Bangladesh & Healthcare Budget Allocation:
According to a 2018 news report of a daily, for the last 10 years, the budgetary allocation for health has been constantly around five percent of the total budget. If at least 3 percent of the GDP could be spent on health, it could have a major impact. Generally, the government provides allocation to public hospitals based on the number of beds. The amount allocated for each bed is very small. But as the number of people seeking treatment is much higher than the number of beds available, these extra people do not get any portion of the budgetary allocation.

Needless to say, the healthcare services in Bangladesh are not affordable to the general people and the quality of healthcare is also questionable.
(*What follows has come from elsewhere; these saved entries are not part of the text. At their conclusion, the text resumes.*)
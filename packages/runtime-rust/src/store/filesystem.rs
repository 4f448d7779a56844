//! Filesystem [`CallContextStore`]: one file per key.
//!
//! The work directory is created on first use. Contexts are written to a
//! temporary sibling and renamed into place so a concurrent restore never
//! observes a partial file.

use std::io;
use std::path::{Path, PathBuf};

use async_trait::async_trait;
use conduit_core::{BusError, BusResult, CallContext, ErrorKind};
use tokio::sync::OnceCell;
use tracing::debug;

use super::{check_key, CallContextStore};

pub struct FileContextStore {
    work_dir: PathBuf,
    created: OnceCell<()>,
}

impl FileContextStore {
    pub fn new(work_dir: impl Into<PathBuf>) -> Self {
        Self {
            work_dir: work_dir.into(),
            created: OnceCell::new(),
        }
    }

    #[must_use]
    pub fn work_dir(&self) -> &Path {
        &self.work_dir
    }

    fn path_for(&self, key: &str) -> PathBuf {
        self.work_dir.join(key)
    }

    async fn ensure_work_dir(&self) -> BusResult<()> {
        self.created
            .get_or_try_init(|| async {
                tokio::fs::create_dir_all(&self.work_dir)
                    .await
                    .map_err(|e| {
                        io_error(
                            &e,
                            format!(
                                "cannot create context work directory {}",
                                self.work_dir.display()
                            ),
                        )
                    })?;
                debug!(dir = %self.work_dir.display(), "created call context work directory");
                Ok(())
            })
            .await
            .map(|()| ())
    }
}

/// Maps an I/O failure onto the error taxonomy.
fn io_error(err: &io::Error, message: String) -> BusError {
    let cause = io::Error::new(err.kind(), err.to_string());
    match err.kind() {
        io::ErrorKind::PermissionDenied => {
            BusError::infrastructure(format!("{message}: permission denied")).with_source(cause)
        }
        _ => BusError::infrastructure(message).with_source(cause),
    }
}

#[async_trait]
impl CallContextStore for FileContextStore {
    async fn store(&self, ctx: &CallContext) -> BusResult<String> {
        let key = ctx.key();
        check_key(&key)?;
        self.ensure_work_dir().await?;

        let bytes = ctx.to_bytes()?;
        let path = self.path_for(&key);
        let staging = self.work_dir.join(format!("{key}.tmp"));

        tokio::fs::write(&staging, &bytes)
            .await
            .map_err(|e| io_error(&e, format!("cannot write {}", staging.display())))?;
        tokio::fs::rename(&staging, &path)
            .await
            .map_err(|e| io_error(&e, format!("cannot move context into {}", path.display())))?;

        debug!(key = %key, bytes = bytes.len(), "stored call context file");
        Ok(key)
    }

    async fn restore(&self, key: &str) -> BusResult<CallContext> {
        check_key(key)?;
        let path = self.path_for(key);

        let bytes = match tokio::fs::read(&path).await {
            Ok(bytes) => bytes,
            Err(e) if e.kind() == io::ErrorKind::NotFound => {
                return Err(BusError::not_found(ErrorKind::Configuration, key));
            }
            Err(e) => return Err(io_error(&e, format!("cannot read {}", path.display()))),
        };

        let ctx = CallContext::from_bytes(&bytes)?;

        match tokio::fs::remove_file(&path).await {
            Ok(()) => {}
            // A concurrent restore consumed the same file first.
            Err(e) if e.kind() == io::ErrorKind::NotFound => {
                return Err(BusError::not_found(ErrorKind::Configuration, key));
            }
            Err(e) => return Err(io_error(&e, format!("cannot delete {}", path.display()))),
        }

        Ok(ctx)
    }

    async fn remove(&self, key: &str) -> BusResult<()> {
        check_key(key)?;
        let path = self.path_for(key);
        match tokio::fs::remove_file(&path).await {
            Ok(()) => Ok(()),
            Err(e) if e.kind() == io::ErrorKind::NotFound => Ok(()),
            Err(e) => Err(io_error(&e, format!("cannot delete {}", path.display()))),
        }
    }
}
//! Command timing: a tracing span per command plus the
//! `conduit_command_duration_ms` histogram.

use std::future::Future;
use std::pin::Pin;
use std::task::{Context, Poll};
use std::time::Instant;

use tower::{Layer, Service};
use tracing::{info_span, Instrument};

use crate::dispatch::command::{CommandFailure, CommandRequest, CommandResponse};

// ---------------------------------------------------------------------------
// CommandMetricsLayer
// ---------------------------------------------------------------------------

#[derive(Debug, Clone, Copy, Default)]
pub struct CommandMetricsLayer;

impl<S> Layer<S> for CommandMetricsLayer {
    type Service = CommandMetricsService<S>;

    fn layer(&self, inner: S) -> Self::Service {
        CommandMetricsService { inner }
    }
}

// ---------------------------------------------------------------------------
// CommandMetricsService
// ---------------------------------------------------------------------------

#[derive(Debug, Clone)]
pub struct CommandMetricsService<S> {
    inner: S,
}

impl<S> Service<CommandRequest> for CommandMetricsService<S>
where
    S: Service<CommandRequest, Response = CommandResponse, Error = CommandFailure> + Send,
    S::Future: Send + 'static,
{
    type Response = CommandResponse;
    type Error = CommandFailure;
    type Future = Pin<Box<dyn Future<Output = Result<CommandResponse, CommandFailure>> + Send>>;

    fn poll_ready(&mut self, cx: &mut Context<'_>) -> Poll<Result<(), Self::Error>> {
        self.inner.poll_ready(cx)
    }

    fn call(&mut self, req: CommandRequest) -> Self::Future {
        let operation = req.description.name.to_string();
        let state = req.classification.state.as_str();
        let span = info_span!(
            "command",
            exchange = %req.exchange.id(),
            operation = %operation,
            state,
            duration_ms = tracing::field::Empty,
            outcome = tracing::field::Empty,
        );

        let fut = self.inner.call(req);

        Box::pin(
            async move {
                let start = Instant::now();
                let result = fut.await;
                let elapsed = start.elapsed();

                let outcome = match &result {
                    Ok(_) => "ok",
                    Err(_) => "error",
                };
                let duration_ms = u64::try_from(elapsed.as_millis()).unwrap_or(u64::MAX);
                tracing::Span::current().record("duration_ms", duration_ms);
                tracing::Span::current().record("outcome", outcome);

                metrics::histogram!(
                    "conduit_command_duration_ms",
                    "operation" => operation,
                    "outcome" => outcome
                )
                .record(elapsed.as_secs_f64() * 1_000.0);

                tracing::debug!(duration_ms, outcome, "command complete");
                result
            }
            .instrument(span),
        )
    }
}

// ---------------------------------------------------------------------------
// Tests
// ---------------------------------------------------------------------------

#[cfg(test)]
mod tests {
    use conduit_core::{
        BusError, Exchange, ExchangePattern, ExchangeRole, OperationDescription, QName,
    };
    use tower::ServiceExt;

    use super::*;
    use crate::dispatch::classify::classify;
    use crate::dispatch::command::command_fn;

    fn request() -> CommandRequest {
        CommandRequest {
            exchange: Exchange::new(ExchangePattern::InOnly),
            description: OperationDescription::new(
                QName::new("urn:acme", "notify"),
                ExchangePattern::InOnly,
            ),
            classification: classify(ExchangeRole::Provider, false),
            started_at: 0,
        }
    }

    #[tokio::test]
    async fn passes_success_through() {
        let svc = CommandMetricsLayer.layer(command_fn(|req: CommandRequest| async move {
            Ok(CommandResponse::complete(req.exchange))
        }));
        let response = svc.oneshot(request()).await.unwrap();
        assert_eq!(
            response.disposition,
            crate::dispatch::command::Disposition::Complete
        );
    }

    #[tokio::test]
    async fn passes_failure_through() {
        let svc = CommandMetricsLayer.layer(command_fn(|req: CommandRequest| async move {
            Err(req.fail(BusError::infrastructure("backend down")))
        }));
        let failure = svc.oneshot(request()).await.unwrap_err();
        assert_eq!(failure.error.kind(), conduit_core::ErrorKind::Infrastructure);
    }
}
The government’s view regarding the health sector is also not clear. But if the government wants the private sector to take responsibility for the health sector, it needs to ensure that there is a regulatory mechanism in place, which is not there at present.
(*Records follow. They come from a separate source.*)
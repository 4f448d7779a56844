//! Negotiated quality-of-service contracts.

use std::collections::BTreeMap;

use serde::{Deserialize, Serialize};

use crate::qname::QName;

/// A single QoS requirement of an agreed policy.
#[derive(Debug, Clone, PartialEq, Eq, Hash, Serialize, Deserialize)]
pub enum Assertion {
    /// Message content must be encrypted with the given algorithm.
    Encryption { algorithm: String },
    /// Exchanges must be tracked at the given level.
    Tracking { level: String },
    /// Consumers must authenticate with the given mechanism.
    Authentication { mechanism: String },
}

impl Assertion {
    /// Short name used to select interceptors.
    #[must_use]
    pub fn name(&self) -> &'static str {
        match self {
            Self::Encryption { .. } => "encryption",
            Self::Tracking { .. } => "tracking",
            Self::Authentication { .. } => "authentication",
        }
    }
}

/// The negotiated QoS contract for a service.
///
/// Service-wide assertions apply to every operation; per-operation assertions
/// only to the named operation (keyed by local name).
#[derive(Debug, Clone, PartialEq, Eq, Serialize, Deserialize)]
pub struct AgreedPolicy {
    pub id: String,
    pub service: QName,
    pub assertions: Vec<Assertion>,
    pub operation_assertions: BTreeMap<String, Vec<Assertion>>,
}

impl AgreedPolicy {
    pub fn new(id: impl Into<String>, service: QName) -> Self {
        Self {
            id: id.into(),
            service,
            assertions: Vec::new(),
            operation_assertions: BTreeMap::new(),
        }
    }

    #[must_use]
    pub fn with_assertion(mut self, assertion: Assertion) -> Self {
        self.assertions.push(assertion);
        self
    }

    #[must_use]
    pub fn with_operation_assertion(mut self, operation: &str, assertion: Assertion) -> Self {
        self.operation_assertions
            .entry(operation.to_string())
            .or_default()
            .push(assertion);
        self
    }

    /// Reduces the policy to what applies to a single operation.
    ///
    /// The result carries the service-wide assertions followed by the
    /// operation's own, and no other per-operation entries.
    #[must_use]
    pub fn reduce_to_operation(&self, operation: &str) -> Self {
        let mut assertions = self.assertions.clone();
        if let Some(own) = self.operation_assertions.get(operation) {
            for assertion in own {
                if !assertions.contains(assertion) {
                    assertions.push(assertion.clone());
                }
            }
        }
        Self {
            id: self.id.clone(),
            service: self.service.clone(),
            assertions,
            operation_assertions: BTreeMap::new(),
        }
    }

    /// Whether any assertion with the given name applies service-wide.
    #[must_use]
    pub fn requires(&self, assertion_name: &str) -> bool {
        self.assertions.iter().any(|a| a.name() == assertion_name)
    }
}

#[cfg(test)]
mod tests {
    use super::*;

    fn policy() -> AgreedPolicy {
        AgreedPolicy::new("p-1", QName::new("urn:acme", "Billing"))
            .with_assertion(Assertion::Tracking {
                level: "full".into(),
            })
            .with_operation_assertion(
                "pay",
                Assertion::Encryption {
                    algorithm: "aes256-gcm".into(),
                },
            )
            .with_operation_assertion(
                "refund",
                Assertion::Authentication {
                    mechanism: "saml".into(),
                },
            )
    }

    #[test]
    fn reduction_keeps_service_wide_and_own_assertions() {
        let reduced = policy().reduce_to_operation("pay");
        assert!(reduced.requires("tracking"));
        assert!(reduced.requires("encryption"));
        assert!(!reduced.requires("authentication"));
        assert!(reduced.operation_assertions.is_empty());
    }

    #[test]
    fn reduction_for_unlisted_operation_keeps_service_wide_only() {
        let reduced = policy().reduce_to_operation("status");
        assert_eq!(reduced.assertions.len(), 1);
        assert!(reduced.requires("tracking"));
    }

    #[test]
    fn reduction_is_idempotent() {
        let once = policy().reduce_to_operation("pay");
        assert_eq!(once.reduce_to_operation("pay"), once);
    }
}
When it comes to COVID-19, Bangladesh is no better than other affected countries in preventing the coronavirus pandemic. The existing healthcare infrastructure and the available medical equipment are not adequate even in ordinary situations, let alone in facing the ominous outbreak. The COVID-19 pandemic has put our health sector to the ultimate test. Medicare facilities for common citizens are extremely limited. According to the Bangladesh Bureau of Statistics (BBS), as of 2017, there was one hospital bed for every 1,196 individuals in the country (BBS, 2019). Data from the Bangladesh Health Facility Survey 2017 shows that among the healthcare facilities in Bangladesh, 5.1 percent had emergency transport, 21.5 percent had alcohol-based disinfectants, 27.5 percent had medical masks, 28 percent had all basic equipment, 34.5 percent had lab facilities, 43.1 percent had regular electricity, 55.1 percent had soap and water, 83.7 percent had paracetamol oral suspension, 86.3 percent had a thermometer, and 90.1 percent had improved water source, as of 2017. Apart from the lack of infrastructure and equipment, healthcare facilities in Bangladesh are also not staffed with adequate numbers of healthcare service providers. As of 2018, there was one registered physician for every 1,581 individuals in the country (BBS, 2019). The Bangladesh Health Facility Survey 2017 also shows that among the healthcare facilities in Bangladesh, 28 percent had specialists, 59.1 percent had general practitioners or medical officers, and 79.7 percent had nurses, as of 2017.

There are many community clinics in the country at the village level, but due to a lack of professional health workers, these clinics remain largely underutilised. Many of them are only capable of providing patients with primary health-related information and occasionally prescribe over-the-counter drugs. If these community clinics could be made fully operational by appointing skilled doctors and staff, the basic healthcare needs of local communities could be easily met. Also, there are many government-approved private medical college hospitals in the country which remain underutilised. If the government can make these facilities fully operational through a public-private partnership, the poor and the extreme poor can have access to health services at low cost.